Death had brought Rowena and Pi Grant together. It was the only thing that would separate them and it would come sooner rather than later.
Meanwhile, there was life. Rowena, determined to live it to the full, never ignored what she considered her duty towards her new family and she made every effort to control her son’s destiny.
She enrolled him in the military college that was fast gaining a reputation for excellence throughout the known Universe. It was the college where Pruth had once taught.
Kerr revealed an aptitude for languages and a love of mathematics .
The first skill surprised many, for he was considered a taciturn youth. The second, presumably, was a legacy from Rogue Avon’s defeated father. A gift from a lost generation that was useful in two essential fields—finance and gunnery.
It was the tradition that each student be partnered throughout his school life by a “Brother.” Kerr was linked with Amiyak, a fair-haired, studious boy who was the adopted son of Makarov, the Principal of the Academy. Amiyak’s rheumy eyes put Rowena in mind of a sad dog.

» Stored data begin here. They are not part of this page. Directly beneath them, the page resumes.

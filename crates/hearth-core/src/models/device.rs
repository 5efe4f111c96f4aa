use std::cmp::Ordering;

use serde::Serialize;

/// One device of an account.
#[derive(Debug, Clone, PartialEq, Eq, Serialize)]
pub struct Device {
    pub device_id: String,
    pub display_name: String,
    pub trusted: bool,
    pub last_seen_ts: u64,
}

impl Ord for Device {
    fn cmp(&self, other: &Self) -> Ordering {
        (self.display_name.to_lowercase(), &self.device_id)
            .cmp(&(other.display_name.to_lowercase(), &other.device_id))
    }
}

impl PartialOrd for Device {
    fn partial_cmp(&self, other: &Self) -> Option<Ordering> {
        Some(self.cmp(other))
    }
}
use std::fs::OpenOptions;

use tracing_subscriber::layer::SubscriberExt;
use tracing_subscriber::util::SubscriberInitExt;
use tracing_subscriber::{fmt, EnvFilter, Layer};

/// Initialize the global tracing subscriber.
///
/// Stderr output is filtered by `RUST_LOG` (default `info`). Setting
/// `HEARTH_LOG_FILE` additionally appends debug-level output to that file.
/// Safe to call more than once; later calls are no-ops.
pub fn init_tracing() {
    let filter = EnvFilter::try_from_default_env().unwrap_or_else(|_| EnvFilter::new("info"));
    let stderr_layer = fmt::layer()
        .with_writer(std::io::stderr)
        .with_target(true)
        .with_filter(filter);
    let registry = tracing_subscriber::registry().with(stderr_layer);

    let log_file = std::env::var("HEARTH_LOG_FILE").ok().and_then(|path| {
        OpenOptions::new().create(true).append(true).open(path).ok()
    });

    match log_file {
        Some(file) => {
            let file_layer = fmt::layer()
                .with_writer(file)
                .with_ansi(false)
                .with_target(true)
                .with_filter(tracing_subscriber::filter::LevelFilter::DEBUG);
            let _ = registry.with(file_layer).try_init();
        }
        None => {
            let _ = registry.try_init();
        }
    }
}
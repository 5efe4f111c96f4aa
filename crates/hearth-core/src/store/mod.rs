pub mod identity;
pub mod model;
pub mod proxy;
pub mod registry;

pub use identity::{ItemKey, ModelId, ModelShape};
pub use model::{Model, ModelObserver, SharedModel, Subscription};
pub use proxy::ModelProxy;
pub use registry::ModelStore;
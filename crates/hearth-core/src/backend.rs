//! Top-level owner of sessions, collections, and per-resource coordination.
//! Everything above the network layer goes through the [`Backend`].

use std::cell::RefCell;
use std::collections::HashMap;
use std::rc::Rc;
use std::sync::Arc;

use futures::future::join_all;
use indexmap::IndexMap;
use serde::Serialize;
use serde_json::Value;
use tokio::sync::Mutex;

use crate::config::CoreConfig;
use crate::errors::{CoreError, Result};
use crate::gate::{self, ResourceGate, WaitOptions};
use crate::models::{Account, Item, ItemKind, ModelItem};
use crate::session::{MediaPayload, Profile, Session, SessionFactory};
use crate::store::{ItemKey, ModelId, ModelProxy, ModelShape, ModelStore};
use crate::user_files::{SavedAccount, SavedAccounts};

pub const DEFAULT_HOMESERVER: &str = "https://matrix.org";

/// Outcome of one account's resume during [`Backend::load_saved_accounts`].
/// Failures stay per-account; one bad resume never aborts its siblings.
#[derive(Debug)]
pub struct ResumeOutcome {
    pub user_id: String,
    pub result: Result<()>,
}

/// One row of the flattened accounts-and-rooms projection the UI consumes.
#[derive(Debug, Clone, Serialize)]
pub struct MainPaneRow {
    #[serde(rename = "type")]
    pub kind: ItemKind,
    pub id: String,
    pub user_id: String,
    pub data: Value,
}

pub struct Backend {
    config: CoreConfig,
    models: ModelStore<Item>,
    sessions: RefCell<IndexMap<String, Rc<dyn Session>>>,
    session_factory: Box<dyn SessionFactory>,
    saved_accounts: Rc<dyn SavedAccounts>,
    profile_cache: RefCell<HashMap<String, Profile>>,
    profile_gate: ResourceGate,
    send_gate: ResourceGate,
    all_accounts: Rc<ModelProxy<Item>>,
    all_rooms: Rc<ModelProxy<Item>>,
}

impl Backend {
    /// The exhaustive set of collection shapes legal for this process.
    fn allowed_shapes() -> [ModelShape; 6] {
        [
            ModelShape::new(ItemKind::Account, 0), // logged-in accounts
            ModelShape::new(ItemKind::Device, 1),  // devices of user_id
            ModelShape::new(ItemKind::Room, 1),    // rooms of user_id
            ModelShape::new(ItemKind::Upload, 1),  // uploads running in room_id
            ModelShape::new(ItemKind::Member, 2),  // members of user_id in room_id
            ModelShape::new(ItemKind::Event, 2),   // events of user_id in room_id
        ]
    }

    pub fn new(
        config: CoreConfig,
        session_factory: Box<dyn SessionFactory>,
        saved_accounts: Rc<dyn SavedAccounts>,
    ) -> Result<Self> {
        let models = ModelStore::new(Self::allowed_shapes());

        // Views only observe collections present at their construction, so
        // the accounts collection has to exist before the view does. Room
        // collections appear per account; `register` wires each one into the
        // all-rooms view as it is created.
        models.get(&ModelId::of(ItemKind::Account))?;
        let all_accounts = ModelProxy::new(
            ModelId::of(ItemKind::Account).scoped("*"),
            |id: &ModelId| id.kind == ItemKind::Account,
            &models,
        );
        let all_rooms = ModelProxy::standalone(
            ModelId::of(ItemKind::Room).scoped("*"),
            |id: &ModelId| id.kind == ItemKind::Room,
        );

        Ok(Self {
            config,
            models,
            sessions: RefCell::new(IndexMap::new()),
            session_factory,
            saved_accounts,
            profile_cache: RefCell::new(HashMap::new()),
            profile_gate: ResourceGate::new(),
            send_gate: ResourceGate::new(),
            all_accounts,
            all_rooms,
        })
    }

    pub fn config(&self) -> &CoreConfig {
        &self.config
    }

    pub fn models(&self) -> &ModelStore<Item> {
        &self.models
    }

    pub fn all_accounts(&self) -> &Rc<ModelProxy<Item>> {
        &self.all_accounts
    }

    pub fn all_rooms(&self) -> &Rc<ModelProxy<Item>> {
        &self.all_rooms
    }

    pub fn is_registered(&self, user_id: &str) -> bool {
        self.sessions.borrow().contains_key(user_id)
    }

    // Session management

    /// Log in a new account and register its session. On success the user id
    /// is returned and the account is persisted for later resume.
    pub async fn login(
        &self,
        user: &str,
        password: &str,
        device_id: Option<&str>,
        homeserver: &str,
    ) -> Result<String> {
        let session = self.session_factory.create(homeserver);

        let info = match session.login(user, password, device_id).await {
            Ok(info) => info,
            Err(err) => {
                // Tear the half-open session down before reporting.
                let _ = session.logout().await;
                return Err(CoreError::session(user, err));
            }
        };

        self.register(&info.user_id, session)?;
        self.saved_accounts
            .save(
                &info.user_id,
                SavedAccount {
                    token: info.token,
                    device_id: info.device_id,
                    homeserver: homeserver.to_string(),
                },
            )
            .await?;

        tracing::info!(user_id = %info.user_id, "logged in");
        Ok(info.user_id)
    }

    /// Register a session from saved credentials, then resume it. The entry
    /// is registered first so lookups waiting on this account resolve even
    /// while the resume is still in flight; a failed resume leaves the entry
    /// in place for the UI to report on.
    pub async fn resume_session(
        &self,
        user_id: &str,
        token: &str,
        device_id: &str,
        homeserver: &str,
    ) -> Result<()> {
        let session = self.session_factory.create(homeserver);
        self.register(user_id, Rc::clone(&session))?;

        session
            .resume(user_id, token, device_id)
            .await
            .map_err(|err| CoreError::session(user_id, err))
    }

    /// Resume every saved account concurrently, collecting one outcome per
    /// account: no short-circuiting, no aggregate failure.
    pub async fn load_saved_accounts(&self) -> Result<Vec<ResumeOutcome>> {
        let saved = self.saved_accounts.read().await?;

        let resumes = saved.into_iter().map(|(user_id, account)| async move {
            let result = self
                .resume_session(
                    &user_id,
                    &account.token,
                    &account.device_id,
                    &account.homeserver,
                )
                .await;
            if let Err(ref err) = result {
                tracing::warn!(user_id = %user_id, %err, "account resume failed");
            }
            ResumeOutcome { user_id, result }
        });

        Ok(join_all(resumes).await)
    }

    /// Log an account out and unregister it. All collections scoped to the
    /// account are torn down, which propagates into the derived views.
    pub async fn logout(&self, user_id: &str) -> Result<()> {
        let session = self.sessions.borrow_mut().shift_remove(user_id);
        if let Some(session) = session {
            let accounts = self.models.get(&ModelId::of(ItemKind::Account))?;
            accounts.borrow_mut().remove(&ItemKey::id(user_id));
            self.models.discard_scope(user_id);

            session
                .logout()
                .await
                .map_err(|err| CoreError::session(user_id, err))?;
            tracing::info!(user_id, "logged out");
        }

        self.saved_accounts.delete(user_id).await
    }

    fn register(&self, user_id: &str, session: Rc<dyn Session>) -> Result<()> {
        self.sessions
            .borrow_mut()
            .insert(user_id.to_string(), session);

        // Session map and account collection stay in lockstep.
        let accounts = self.models.get(&ModelId::of(ItemKind::Account))?;
        accounts.borrow_mut().insert(
            ItemKey::id(user_id),
            Rc::new(Item::Account(Account::new(user_id))),
        );

        let rooms = self.models.get(&ModelId::of(ItemKind::Room).scoped(user_id))?;
        self.all_rooms.attach(&rooms);
        Ok(())
    }

    /// Wait until a session for `user_id` is registered and return it.
    /// Blocks the calling task, never the process; cancel by dropping.
    pub async fn session(&self, user_id: &str) -> Rc<dyn Session> {
        let context = format!("session {user_id}");
        gate::await_ready(
            || self.sessions.borrow().get(user_id).cloned(),
            WaitOptions::default(),
            &context,
        )
        .await
    }

    /// Any session currently syncing, first in registration order. No
    /// load-balancing is promised.
    pub async fn any_healthy_session(&self) -> Rc<dyn Session> {
        gate::await_ready(
            || {
                self.sessions
                    .borrow()
                    .values()
                    .find(|session| session.is_healthy())
                    .cloned()
            },
            WaitOptions::default().warn_after(300),
            "any healthy session",
        )
        .await
    }

    // Resource-scoped operations

    /// The profile of `user_id`, cached process-wide. The per-user lock
    /// guarantees at most one in-flight fetch per user id; concurrent
    /// callers queue and then hit the cache.
    pub async fn get_profile(&self, user_id: &str) -> Result<Profile> {
        let lock = self.profile_gate.lock_for(user_id);
        let _guard = lock.lock().await;

        if let Some(profile) = self.profile_cache.borrow().get(user_id) {
            return Ok(profile.clone());
        }

        let session = self.any_healthy_session().await;
        let profile = session
            .fetch_profile(user_id)
            .await
            .map_err(|err| CoreError::session(user_id, err))?;

        self.profile_cache
            .borrow_mut()
            .insert(user_id.to_string(), profile.clone());
        Ok(profile)
    }

    /// The ordering lock for outgoing messages in `room_id`. Senders take it
    /// around the send itself, keeping one in-order send per room.
    pub fn send_lock(&self, room_id: &str) -> Arc<Mutex<()>> {
        self.send_gate.lock_for(room_id)
    }

    pub async fn thumbnail(
        &self,
        server_name: &str,
        media_id: &str,
        width: u32,
        height: u32,
    ) -> Result<MediaPayload> {
        let session = self.any_healthy_session().await;
        session
            .fetch_thumbnail(server_name, media_id, width, height)
            .await
            .map_err(|err| CoreError::session(format!("thumbnail {server_name}/{media_id}"), err))
    }

    pub async fn media(&self, server_name: &str, media_id: &str) -> Result<MediaPayload> {
        let session = self.any_healthy_session().await;
        session
            .fetch_media(server_name, media_id)
            .await
            .map_err(|err| CoreError::session(format!("media {server_name}/{media_id}"), err))
    }

    // UI projection

    /// Flatten the account view and, per account, its rooms, into the single
    /// ordered sequence the UI layer consumes.
    pub fn flat_mainpane(&self) -> Vec<MainPaneRow> {
        let mut rows = Vec::new();
        let accounts = self.all_accounts.model().borrow();
        let rooms = self.all_rooms.model().borrow();

        for item in accounts.sorted_items() {
            let Item::Account(account) = item.as_ref() else {
                continue;
            };
            rows.push(MainPaneRow {
                kind: ItemKind::Account,
                id: account.user_id.clone(),
                user_id: account.user_id.clone(),
                data: item.serialized(),
            });

            let mut account_rooms: Vec<Rc<Item>> = rooms
                .iter()
                .filter(|(key, _)| {
                    key.source()
                        .and_then(|source| source.first_scope())
                        .is_some_and(|scope| scope == account.user_id)
                })
                .map(|(_, room)| Rc::clone(room))
                .collect();
            account_rooms.sort();

            for room_item in account_rooms {
                let Item::Room(room) = room_item.as_ref() else {
                    continue;
                };
                rows.push(MainPaneRow {
                    kind: ItemKind::Room,
                    id: format!("{}/{}", account.user_id, room.room_id),
                    user_id: account.user_id.clone(),
                    data: room_item.serialized(),
                });
            }
        }

        rows
    }
}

Kerr began to wonder if there were any natural sons in the Federation. There were, but they were considered the backbone of Empire and were housed and schooled on Earth.
Although there is no greater enmity than that between members of the same family who have fallen out, blood was still considered a stronger indication of allegiance than anything else. In time, Kerr Avon, known as Grant, would unravel that paradox.
With the quiescence of peace and the momentarily stagnant ambition of his Federation benefactors, he was permitted a life of luxury and contentment. He learned from the best teachers and used the best equipment that Pi Grant could provide. He was being groomed, as were all the others, to be a part of the officer elite that would lead the Iron Guards and Death Squads in the future building of Empire.